§ **Task brief**
Write the entries below out again in full. Match every character.

§ **Data extracted from a collection**

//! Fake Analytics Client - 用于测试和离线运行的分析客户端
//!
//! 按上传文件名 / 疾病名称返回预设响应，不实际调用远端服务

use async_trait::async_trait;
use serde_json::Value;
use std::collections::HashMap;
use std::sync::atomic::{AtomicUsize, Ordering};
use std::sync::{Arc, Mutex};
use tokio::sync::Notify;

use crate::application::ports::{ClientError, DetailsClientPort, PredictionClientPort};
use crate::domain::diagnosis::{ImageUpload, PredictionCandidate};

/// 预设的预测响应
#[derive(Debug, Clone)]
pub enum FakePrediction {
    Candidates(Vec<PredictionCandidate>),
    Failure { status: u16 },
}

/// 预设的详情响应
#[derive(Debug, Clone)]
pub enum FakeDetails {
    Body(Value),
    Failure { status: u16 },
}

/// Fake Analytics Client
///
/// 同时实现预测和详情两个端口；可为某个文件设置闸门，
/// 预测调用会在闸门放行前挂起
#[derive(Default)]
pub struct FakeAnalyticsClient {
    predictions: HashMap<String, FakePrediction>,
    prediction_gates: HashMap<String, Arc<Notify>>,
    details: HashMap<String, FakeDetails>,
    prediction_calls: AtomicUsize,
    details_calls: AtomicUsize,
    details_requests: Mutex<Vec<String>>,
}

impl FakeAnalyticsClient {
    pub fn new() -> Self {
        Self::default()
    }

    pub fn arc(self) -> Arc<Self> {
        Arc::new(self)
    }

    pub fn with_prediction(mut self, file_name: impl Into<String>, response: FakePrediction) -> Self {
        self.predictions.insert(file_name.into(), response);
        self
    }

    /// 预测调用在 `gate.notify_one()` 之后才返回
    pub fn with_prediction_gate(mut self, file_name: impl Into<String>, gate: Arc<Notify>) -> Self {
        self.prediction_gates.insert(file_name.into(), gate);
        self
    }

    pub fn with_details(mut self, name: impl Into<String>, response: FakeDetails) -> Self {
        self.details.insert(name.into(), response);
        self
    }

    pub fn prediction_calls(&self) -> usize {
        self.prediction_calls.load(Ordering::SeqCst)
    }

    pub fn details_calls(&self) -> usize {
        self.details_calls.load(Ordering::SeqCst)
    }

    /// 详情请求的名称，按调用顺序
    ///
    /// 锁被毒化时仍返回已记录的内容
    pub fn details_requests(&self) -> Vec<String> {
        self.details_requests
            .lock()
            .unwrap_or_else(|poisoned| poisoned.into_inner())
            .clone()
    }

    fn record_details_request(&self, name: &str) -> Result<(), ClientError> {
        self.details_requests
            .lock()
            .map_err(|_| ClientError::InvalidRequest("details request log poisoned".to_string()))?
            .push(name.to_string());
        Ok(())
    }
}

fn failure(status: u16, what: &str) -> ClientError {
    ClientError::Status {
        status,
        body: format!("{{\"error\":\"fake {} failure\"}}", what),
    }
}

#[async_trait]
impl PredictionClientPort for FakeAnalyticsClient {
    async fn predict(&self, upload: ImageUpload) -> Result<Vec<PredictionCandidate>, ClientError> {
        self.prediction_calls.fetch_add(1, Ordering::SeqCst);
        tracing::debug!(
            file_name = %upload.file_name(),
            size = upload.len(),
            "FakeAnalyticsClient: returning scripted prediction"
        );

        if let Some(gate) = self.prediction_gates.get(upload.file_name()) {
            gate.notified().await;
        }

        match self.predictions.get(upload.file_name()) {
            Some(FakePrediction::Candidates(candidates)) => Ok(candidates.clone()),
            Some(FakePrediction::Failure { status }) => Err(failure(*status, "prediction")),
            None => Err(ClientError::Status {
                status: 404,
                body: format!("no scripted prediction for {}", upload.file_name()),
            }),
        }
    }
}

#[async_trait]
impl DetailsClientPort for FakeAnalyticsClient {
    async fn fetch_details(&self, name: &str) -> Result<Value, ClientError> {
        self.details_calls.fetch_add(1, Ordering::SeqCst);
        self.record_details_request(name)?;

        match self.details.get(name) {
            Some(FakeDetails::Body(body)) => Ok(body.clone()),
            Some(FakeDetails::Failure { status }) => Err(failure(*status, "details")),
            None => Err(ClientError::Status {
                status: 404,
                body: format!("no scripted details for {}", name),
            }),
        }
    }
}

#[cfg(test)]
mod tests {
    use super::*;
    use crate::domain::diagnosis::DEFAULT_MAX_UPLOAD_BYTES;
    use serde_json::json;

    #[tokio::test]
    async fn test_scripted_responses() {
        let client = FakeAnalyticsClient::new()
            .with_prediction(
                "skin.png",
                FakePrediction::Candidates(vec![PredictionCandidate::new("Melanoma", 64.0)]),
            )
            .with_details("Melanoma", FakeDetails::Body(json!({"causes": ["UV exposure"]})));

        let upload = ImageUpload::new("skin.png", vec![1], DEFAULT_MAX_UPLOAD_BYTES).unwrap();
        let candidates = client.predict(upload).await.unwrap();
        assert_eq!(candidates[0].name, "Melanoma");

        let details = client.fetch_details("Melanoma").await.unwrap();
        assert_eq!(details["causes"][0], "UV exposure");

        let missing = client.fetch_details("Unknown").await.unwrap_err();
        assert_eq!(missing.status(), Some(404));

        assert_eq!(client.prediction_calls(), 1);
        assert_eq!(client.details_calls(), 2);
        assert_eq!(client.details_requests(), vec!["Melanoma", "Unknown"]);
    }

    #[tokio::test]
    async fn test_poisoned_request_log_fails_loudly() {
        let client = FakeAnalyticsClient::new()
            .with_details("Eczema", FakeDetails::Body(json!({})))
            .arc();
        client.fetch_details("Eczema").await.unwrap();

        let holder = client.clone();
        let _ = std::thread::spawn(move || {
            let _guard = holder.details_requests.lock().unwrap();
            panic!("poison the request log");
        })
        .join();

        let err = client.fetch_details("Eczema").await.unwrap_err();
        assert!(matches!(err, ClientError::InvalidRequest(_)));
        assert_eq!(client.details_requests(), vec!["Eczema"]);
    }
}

§ **Written solution**
//! Fake Analytics Client - 用于测试和离线运行的分析客户端
//!
//! 按上传文件名 / 疾病名称返回预设响应，不实际调用远端服务

use async_trait::async_trait;
use serde_json::Value;
use std::collections::HashMap;
use std::sync::atomic::{AtomicUsize, Ordering};
use std::sync::{Arc, Mutex};
use tokio::sync::Notify;

use crate::application::ports::{ClientError, DetailsClientPort, PredictionClientPort};
use crate::domain::diagnosis::{ImageUpload, PredictionCandidate};

/// 预设的预测响应
#[derive(Debug, Clone)]
pub enum FakePrediction {
    Candidates(Vec<PredictionCandidate>),
    Failure { status: u16 },
}

/// 预设的详情响应
#[derive(Debug, Clone)]
pub enum FakeDetails {
    Body(Value),
    Failure { status: u16 },
}

/// Fake Analytics Client
///
/// 同时实现预测和详情两个端口；可为某个文件设置闸门，
/// 预测调用会在闸门放行前挂起
#[derive(Default)]
pub struct FakeAnalyticsClient {
    predictions: HashMap<String, FakePrediction>,
    prediction_gates: HashMap<String, Arc<Notify>>,
    details: HashMap<String, FakeDetails>,
    prediction_calls: AtomicUsize,
    details_calls: AtomicUsize,
    details_requests: Mutex<Vec<String>>,
}

impl FakeAnalyticsClient {
    pub fn new() -> Self {
        Self::default()
    }

    pub fn arc(self) -> Arc<Self> {
        Arc::new(self)
    }

    pub fn with_prediction(mut self, file_name: impl Into<String>, response: FakePrediction) -> Self {
        self.predictions.insert(file_name.into(), response);
        self
    }

    /// 预测调用在 `gate.notify_one()` 之后才返回
    pub fn with_prediction_gate(mut self, file_name: impl Into<String>, gate: Arc<Notify>) -> Self {
        self.prediction_gates.insert(file_name.into(), gate);
        self
    }

    pub fn with_details(mut self, name: impl Into<String>, response: FakeDetails) -> Self {
        self.details.insert(name.into(), response);
        self
    }

    pub fn prediction_calls(&self) -> usize {
        self.prediction_calls.load(Ordering::SeqCst)
    }

    pub fn details_calls(&self) -> usize {
        self.details_calls.load(Ordering::SeqCst)
    }

    /// 详情请求的名称，按调用顺序
    ///
    /// 锁被毒化时仍返回已记录的内容
    pub fn details_requests(&self) -> Vec<String> {
        self.details_requests
            .lock()
            .unwrap_or_else(|poisoned| poisoned.into_inner())
            .clone()
    }

    fn record_details_request(&self, name: &str) -> Result<(), ClientError> {
        self.details_requests
            .lock()
            .map_err(|_| ClientError::InvalidRequest("details request log poisoned".to_string()))?
            .push(name.to_string());
        Ok(())
    }
}

fn failure(status: u16, what: &str) -> ClientError {
    ClientError::Status {
        status,
        body: format!("{{\"error\":\"fake {} failure\"}}", what),
    }
}

#[async_trait]
impl PredictionClientPort for FakeAnalyticsClient {
    async fn predict(&self, upload: ImageUpload) -> Result<Vec<PredictionCandidate>, ClientError> {
        self.prediction_calls.fetch_add(1, Ordering::SeqCst);
        tracing::debug!(
            file_name = %upload.file_name(),
            size = upload.len(),
            "FakeAnalyticsClient: returning scripted prediction"
        );

        if let Some(gate) = self.prediction_gates.get(upload.file_name()) {
            gate.notified().await;
        }

        match self.predictions.get(upload.file_name()) {
            Some(FakePrediction::Candidates(candidates)) => Ok(candidates.clone()),
            Some(FakePrediction::Failure { status }) => Err(failure(*status, "prediction")),
            None => Err(ClientError::Status {
                status: 404,
                body: format!("no scripted prediction for {}", upload.file_name()),
            }),
        }
    }
}

#[async_trait]
impl DetailsClientPort for FakeAnalyticsClient {
    async fn fetch_details(&self, name: &str) -> Result<Value, ClientError> {
        self.details_calls.fetch_add(1, Ordering::SeqCst);
        self.record_details_request(name)?;

        match self.details.get(name) {
            Some(FakeDetails::Body(body)) => Ok(body.clone()),
            Some(FakeDetails::Failure { status }) => Err(failure(*status, "details")),
            None => Err(ClientError::Status {
                status: 404,
                body: format!("no scripted details for {}", name),
            }),
        }
    }
}

#[cfg(test)]
mod tests {
    use super::*;
    use crate::domain::diagnosis::DEFAULT_MAX_UPLOAD_BYTES;
    use serde_json::json;

    #[tokio::test]
    async fn test_scripted_responses() {
        let client = FakeAnalyticsClient::new()
            .with_prediction(
                "skin.png",
                FakePrediction::Candidates(vec![PredictionCandidate::new("Melanoma", 64.0)]),
            )
            .with_details("Melanoma", FakeDetails::Body(json!({"causes": ["UV exposure"]})));

        let upload = ImageUpload::new("skin.png", vec![1], DEFAULT_MAX_UPLOAD_BYTES).unwrap();
        let candidates = client.predict(upload).await.unwrap();
        assert_eq!(candidates[0].name, "Melanoma");

        let details = client.fetch_details("Melanoma").await.unwrap();
        assert_eq!(details["causes"][0], "UV exposure");

        let missing = client.fetch_details("Unknown").await.unwrap_err();
        assert_eq!(missing.status(), Some(404));

        assert_eq!(client.prediction_calls(), 1);
        assert_eq!(client.details_calls(), 2);
        assert_eq!(client.details_requests(), vec!["Melanoma", "Unknown"]);
    }

    #[tokio::test]
    async fn test_poisoned_request_log_fails_loudly() {
        let client = FakeAnalyticsClient::new()
            .with_details("Eczema", FakeDetails::Body(json!({})))
            .arc();
        client.fetch_details("Eczema").await.unwrap();

        let holder = client.clone();
        let _ = std::thread::spawn(move || {
            let _guard = holder.details_requests.lock().unwrap();
            panic!("poison the request log");
        })
        .join();

        let err = client.fetch_details("Eczema").await.unwrap_err();
        assert!(matches!(err, ClientError::InvalidRequest(_)));
        assert_eq!(client.details_requests(), vec!["Eczema"]);
    }
}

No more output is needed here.